2.1.1.2 Les candidatures sont déposées entièrement par voie électronique.
Les codes sources des logiciels électoraux ne sont plus publiés dès qu’ils seront connus mais dans un délai de dix jours suivant le jour fixé pour les élections « en vue d’une plus grande sécurité informatique » et « sans mentionner aucun élément qui pourrait compromettre la sécurité des logiciels et des services offerts » : une fois encore, le législateur a montré son incompétence en confondant obscurité et sécurité.
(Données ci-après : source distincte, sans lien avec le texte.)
use indexmap::map::Entry;
use indexmap::IndexMap;
use rustc_hash::FxHasher;
use std::cmp::Ordering;
use std::collections::BinaryHeap;
use std::hash::{BuildHasherDefault, Hash};

pub(crate) type FxIndexMap<K, V> = IndexMap<K, V, BuildHasherDefault<FxHasher>>;

/// Parent index of a search root.
pub(crate) const NO_PARENT: usize = usize::MAX;

/// Heap entry: ascending weight, ties broken by insertion order.
#[derive(Debug)]
struct SmallestHolder {
    weight: f32,
    index: usize,
}

impl PartialEq for SmallestHolder {
    #[inline]
    fn eq(&self, other: &Self) -> bool {
        self.cmp(other) == Ordering::Equal
    }
}

impl Eq for SmallestHolder {}

impl PartialOrd for SmallestHolder {
    #[inline]
    fn partial_cmp(&self, other: &Self) -> Option<Ordering> {
        Some(self.cmp(other))
    }
}

impl Ord for SmallestHolder {
    #[inline]
    fn cmp(&self, other: &Self) -> Ordering {
        // Reversed for a min-heap; earlier insertions first on ties.
        other
            .weight
            .total_cmp(&self.weight)
            .then_with(|| other.index.cmp(&self.index))
    }
}

/// The record kept per reached node.
#[derive(Debug, Clone, Copy)]
pub(crate) struct Visit {
    /// Arena index of the predecessor, [`NO_PARENT`] for roots.
    pub parent: usize,
    pub weight: f32,
    pub settled: bool,
}

/// The per-query scratch of one directional search: a min-heap over an
/// arena of visit records.
///
/// Nodes live in an insertion-ordered map so predecessor links are plain
/// indices; path reconstruction walks indices without touching a hash.
/// Improved entries are re-pushed rather than decreased, and stale heap
/// entries are skipped on pop.
pub(crate) struct SearchSpace<N> {
    heap: BinaryHeap<SmallestHolder>,
    arena: FxIndexMap<N, Visit>,
    settled: usize,
}

impl<N> SearchSpace<N>
where
    N: Eq + Hash + Clone,
{
    pub fn new() -> Self {
        SearchSpace {
            heap: BinaryHeap::with_capacity(256),
            arena: FxIndexMap::with_capacity_and_hasher(64, BuildHasherDefault::default()),
            settled: 0,
        }
    }

    /// Inserts or improves a node. Returns `true` when the entry was
    /// queued (fresh, or cheaper than every earlier visit).
    pub fn push(&mut self, node: N, parent: usize, weight: f32) -> bool {
        let index = match self.arena.entry(node) {
            Entry::Vacant(entry) => {
                let index = entry.index();
                entry.insert(Visit {
                    parent,
                    weight,
                    settled: false,
                });
                index
            }
            Entry::Occupied(mut entry) => {
                let visit = entry.get_mut();
                if visit.settled || weight >= visit.weight {
                    return false;
                }

                visit.weight = weight;
                visit.parent = parent;
                entry.index()
            }
        };

        self.heap.push(SmallestHolder { weight, index });
        true
    }

    /// Settles and returns the cheapest open node.
    pub fn pop(&mut self) -> Option<(usize, f32)> {
        while let Some(SmallestHolder { weight, index }) = self.heap.pop() {
            let (_, visit) = self.arena.get_index_mut(index).unwrap();
            if visit.settled || weight > visit.weight {
                continue;
            }

            visit.settled = true;
            self.settled += 1;
            return Some((index, weight));
        }

        None
    }

    /// Weight at the top of the queue, discarding stale entries.
    pub fn peek(&mut self) -> Option<f32> {
        while let Some(top) = self.heap.peek() {
            let (weight, index) = (top.weight, top.index);

            let (_, visit) = self.arena.get_index(index).unwrap();
            if visit.settled || weight > visit.weight {
                self.heap.pop();
                continue;
            }

            return Some(weight);
        }

        None
    }

    #[inline]
    pub fn node(&self, index: usize) -> &N {
        self.arena.get_index(index).unwrap().0
    }

    #[inline]
    pub fn settled_count(&self) -> usize {
        self.settled
    }

    /// Final weight and arena index, if the node has been settled.
    pub fn settled_weight(&self, node: &N) -> Option<(f32, usize)> {
        self.arena
            .get_full(node)
            .filter(|(_, _, visit)| visit.settled)
            .map(|(index, _, visit)| (visit.weight, index))
    }

    /// Tentative weight and arena index, settled or not.
    pub fn visited_weight(&self, node: &N) -> Option<(f32, usize)> {
        self.arena
            .get_full(node)
            .map(|(index, _, visit)| (visit.weight, index))
    }

    /// All settled nodes with their final weights.
    pub fn settled_iter(&self) -> impl Iterator<Item = (&N, f32)> {
        self.arena
            .iter()
            .filter(|(_, visit)| visit.settled)
            .map(|(node, visit)| (node, visit.weight))
    }

    /// Reconstructs the node chain root → `index` by walking parents.
    pub fn path_from(&self, index: usize) -> Vec<N> {
        let mut reversed = Vec::new();
        let mut cursor = index;

        while cursor != NO_PARENT {
            let (node, visit) = self.arena.get_index(cursor).unwrap();
            reversed.push(node.clone());
            cursor = visit.parent;
        }

        reversed.reverse();
        reversed
    }
}
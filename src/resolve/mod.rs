//! Resolution of raw coordinates onto the network.

mod point;
mod resolver;

#[cfg(test)]
mod test;

pub use point::RouterPoint;
pub use resolver::EdgeResolver;

use crate::network::{EdgeData, EdgeId, RoutingNetwork};

use geo::Point;
use thiserror::Error;

#[derive(Error, Debug)]
pub enum ResolveError {
    #[error("no acceptable edge within {radius:.1}m of ({lat:.6}, {lon:.6})")]
    NoEdgeInRange { lat: f64, lon: f64, radius: f64 },
}

/// One resolution request.
///
/// `is_acceptable` must hold for an edge to be considered at all; it is
/// evaluated before any distance comparison. `is_better`, when present,
/// breaks near-ties: among edges within a small tolerance of the
/// closest acceptable candidate, a preferred edge wins.
pub struct ResolveQuery<'a> {
    pub position: Point,
    pub max_distance: f64,
    pub is_acceptable: &'a dyn Fn(EdgeId, &EdgeData) -> bool,
    pub is_better: Option<&'a dyn Fn(EdgeId, &EdgeData) -> bool>,
}

/// Maps a coordinate to a [`RouterPoint`]. The engine ships
/// [`EdgeResolver`]; a custom implementation may be hooked in through
/// the router configuration.
pub trait Resolve: Send + Sync {
    fn resolve(
        &self,
        network: &RoutingNetwork,
        query: &ResolveQuery<'_>,
    ) -> Result<RouterPoint, ResolveError>;
}
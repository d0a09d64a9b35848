use crate::network::{EdgeId, RoutingNetwork};
use crate::resolve::{Resolve, ResolveError, ResolveQuery, RouterPoint};

use geo::{Distance, Haversine, InterpolatableLine, Line, LineLocatePoint, Point};
use itertools::Itertools;
use log::debug;
#[cfg(feature = "tracing")]
use tracing::Level;

/// Candidates this close (in meters) to the best one are considered
/// equivalent and may be overridden by the `is_better` preference.
const PREFERENCE_TOLERANCE: f64 = 2.0;

/// The bounding box grows through these fractions of the maximum search
/// distance; most queries sit on or next to an edge and finish in the
/// first, cheapest scan.
const EXPANSION: [f64; 3] = [0.25, 0.5, 1.0];

/// The default resolver: a bounding-box scan of the edge index followed
/// by per-segment projection of the query point onto each candidate
/// polyline.
#[derive(Debug, Default, Clone, Copy)]
pub struct EdgeResolver;

#[derive(Debug, Clone, Copy)]
struct Candidate {
    edge: EdgeId,
    projection: Projection,
    preferred: bool,
}

#[derive(Debug, Clone, Copy)]
struct Projection {
    point: Point,
    fraction: f64,
    distance: f64,
}

impl Resolve for EdgeResolver {
    #[cfg_attr(feature = "tracing", tracing::instrument(level = Level::DEBUG, skip_all))]
    fn resolve(
        &self,
        network: &RoutingNetwork,
        query: &ResolveQuery<'_>,
    ) -> Result<RouterPoint, ResolveError> {
        for step in EXPANSION {
            let radius = query.max_distance * step;

            if let Some(candidate) = self.scan(network, query, radius) {
                debug!(
                    "Resolved onto {:?} at {:.1}m within radius {radius:.1}m",
                    candidate.edge, candidate.projection.distance
                );

                return Ok(RouterPoint::new(
                    candidate.edge,
                    RouterPoint::offset_from_fraction(candidate.projection.fraction),
                    candidate.projection.point,
                ));
            }
        }

        Err(ResolveError::NoEdgeInRange {
            lat: query.position.y(),
            lon: query.position.x(),
            radius: query.max_distance,
        })
    }
}

impl EdgeResolver {
    /// One bounding-box pass. Candidates are ordered by projected
    /// distance; the closest acceptable one wins unless a preferred
    /// edge sits within the tolerance band.
    fn scan(
        &self,
        network: &RoutingNetwork,
        query: &ResolveQuery<'_>,
        radius: f64,
    ) -> Option<Candidate> {
        let mut ordered = network
            .scan_edges(&query.position, radius)
            .filter(|fat| {
                network
                    .edge(fat.id)
                    .is_some_and(|data| (query.is_acceptable)(fat.id, data))
            })
            .filter_map(|fat| {
                let projection = project(&fat.points, &query.position)?;
                if projection.distance > radius {
                    return None;
                }

                let preferred = query.is_better.is_some_and(|better| {
                    network.edge(fat.id).is_some_and(|data| better(fat.id, data))
                });

                Some(Candidate {
                    edge: fat.id,
                    projection,
                    preferred,
                })
            })
            .sorted_by(|a, b| a.projection.distance.total_cmp(&b.projection.distance));

        let closest = ordered.next()?;

        // A preferred edge within the tolerance band beats the closest.
        if !closest.preferred && query.is_better.is_some() {
            let band = closest.projection.distance + PREFERENCE_TOLERANCE;
            if let Some(better) = ordered
                .take_while(|c| c.projection.distance <= band)
                .find(|c| c.preferred)
            {
                return Some(better);
            }
        }

        Some(closest)
    }
}

/// Projects a point onto each segment of the polyline and keeps the
/// nearest projection, tracking the length fraction at which it falls.
fn project(points: &[Point], position: &Point) -> Option<Projection> {
    let total: f64 = points
        .windows(2)
        .map(|pair| Haversine.distance(pair[0], pair[1]))
        .sum();

    if total <= 0.0 {
        return None;
    }

    let mut cumulative = 0.0;
    let mut best: Option<Projection> = None;

    for pair in points.windows(2) {
        let segment = Haversine.distance(pair[0], pair[1]);
        let line = Line::new(pair[0], pair[1]);

        // We locate the point upon the segment, and then project that
        // fractional (%) upon the segment to obtain a point.
        if let Some(fraction) = line.line_locate_point(position) {
            let fraction = fraction.clamp(0.0, 1.0);
            let projected = line.point_at_ratio_from_start(&Haversine, fraction);
            let distance = Haversine.distance(*position, projected);

            if best.is_none_or(|b| distance < b.distance) {
                best = Some(Projection {
                    point: projected,
                    fraction: (cumulative + fraction * segment) / total,
                    distance,
                });
            }
        }

        cumulative += segment;
    }

    best
}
Tous les professionnels de l’informatique savent que, afin de maximiser la sécurité d’un logiciel, il est nettement préférable de l’exposer au monde entier. C’est d’ailleurs une exigence des autorités qui savent ce qu’elles font. Rappelons par exemple que lors de l’adoption des nouveaux algorithmes de sécurisation des autorités civiles et militaires états-uniennes, il avait été exigé que lesdits algorithmes soient rendus publics avant leur soumission pour évaluation. Ce sont de brillants chercheurs belges qui ont mis au point l’algorithme de chiffrement AES adopté par les autorités états-uniennes. Leur travail avait été exposé publiquement à tous les cryptographes de la planète qui en ont unanimement reconnu l’excellence.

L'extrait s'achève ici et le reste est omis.